Pushing a current through a conductor requires energy.  The difficulty in doing this is called resistance; and is measured in Ohms.  For each Ohm of resistance an electromotive force of 1 Volt is required to cause a current of one Amp to flow.  In other words Resistance = Voltage (drop across the conductor) divided by the current (Amps) in the conductor.  This is called Ohms law and is obvious, a priori, from the definitions of these quantities.

The important things to know about conductors are that: resistance varies depending on the material that the conductor is made from; and the electrical energy used to overcome resistance becomes heat. Read More...

Electrical conductors get hot depending on the current flow; and the heat generated goes up exponentially as the current increases in a wire.

Suppose the lead to a power board in your kitchen is carrying 2 amps and consuming 5 Watts per metre as heat.  This is so small you don’t even notice the lead getting warm. If you add a few more appliances taking the total to 10 amps the heat in the lead will jump, not to 25 watts per metre as you might expect (5x5), but all the way up to 125 watts per metre; at which point it will probably burst into flames. This is why commercial power boards have a big safety margin with wires around twice as heavy as those in this example; so there is only moderate heating even at 15 amps.

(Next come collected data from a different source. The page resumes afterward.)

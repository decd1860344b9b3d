//! Native callables and the built-in prelude.
//!
//! Natives are ordinary closures as far as a program can tell: they are
//! bound by name, called with `.`, and fill their parameters from the
//! caller's sentence like any user function.

use std::cell::RefCell;
use std::io::{self, Write};
use std::rc::Rc;

use pif_types::Type;
use tracing::debug;

use crate::context::Context;
use crate::error::{EvalErrorKind, EvalResult};
use crate::value::{Closure, Params, Value};

/// Output sink shared by the printing built-ins.
pub type SharedWriter = Rc<RefCell<dyn Write>>;

/// Bind a native callable under `name` in the current frame of `ctx`.
///
/// `f` receives the argument values in the order of `params`.
pub fn register_builtin<F>(ctx: &mut Context, name: &str, params: Params, f: F) -> EvalResult<()>
where
    F: Fn(&[Value]) -> EvalResult<Option<Value>> + 'static,
{
    debug!(%name, "register builtin");
    ctx.push_name(name, Value::Closure(Closure::native(name, params, Rc::new(f))))
}

/// A root context with the prelude installed, printing to stdout.
pub fn root_context() -> EvalResult<Context> {
    let mut ctx = Context::root();
    Prelude::new().install(&mut ctx)?;
    Ok(ctx)
}

/// Standard names every program starts with.
pub struct Prelude {
    out: SharedWriter,
}

impl Default for Prelude {
    fn default() -> Self {
        Self::with_writer(Rc::new(RefCell::new(io::stdout())))
    }
}

impl Prelude {
    pub fn new() -> Self {
        Self::default()
    }

    pub fn with_writer(out: SharedWriter) -> Self {
        Self { out }
    }

    pub fn install(&self, ctx: &mut Context) -> EvalResult<()> {
        let tags = [
            ("number", Type::number()),
            ("string", Type::text()),
            ("list", Type::sequence()),
            ("dict", Type::mapping()),
            ("Function", Type::function()),
            ("Type", Type::type_()),
        ];
        for (name, ty) in tags {
            ctx.push_name(name, Value::TypeTag(ty))?;
        }

        // Consumers: take one anonymous value and drop it.
        register_builtin(ctx, "eat_s", single("s", Type::text()), |_| Ok(None))?;
        register_builtin(ctx, "eat_f", single("f", Type::number()), |_| Ok(None))?;

        self.printer(ctx, "print_s", "s", Type::text())?;
        self.printer(ctx, "print_f", "f", Type::number())?;
        self.printer(ctx, "print_l", "l", Type::sequence())?;
        self.printer(ctx, "print_d", "d", Type::mapping())
    }

    fn printer(&self, ctx: &mut Context, name: &'static str, param: &str, ty: Type) -> EvalResult<()> {
        let out = Rc::clone(&self.out);
        register_builtin(ctx, name, single(param, ty), move |args| {
            let mut out = out.borrow_mut();
            for arg in args {
                let written = match arg {
                    Value::Text(s) => writeln!(out, "{s}"),
                    v => writeln!(out, "{v}"),
                };
                written.map_err(|e| EvalErrorKind::Host {
                    name: name.to_string(),
                    message: e.to_string(),
                })?;
            }
            Ok(None)
        })
    }
}

fn single(name: &str, ty: Type) -> Params {
    vec![(name.to_string(), ty)]
}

Resistance falls as conductors get fatter, in proportion to cross-sectional area. This is obvious because two identical conductors (or water pipes) side-by-side carry twice the current of one.

You may have noticed that the cord to some high current appliances, like heaters, kettles and vacuum cleaners, gets warm.  To avoid heating the wires in your house too much and possibly burning it down, properly installed wiring has current ratings well above a safe limit; electricians are careful that all strands of a cable are terminated; and the current is limited by fuses and other kinds of current breakers.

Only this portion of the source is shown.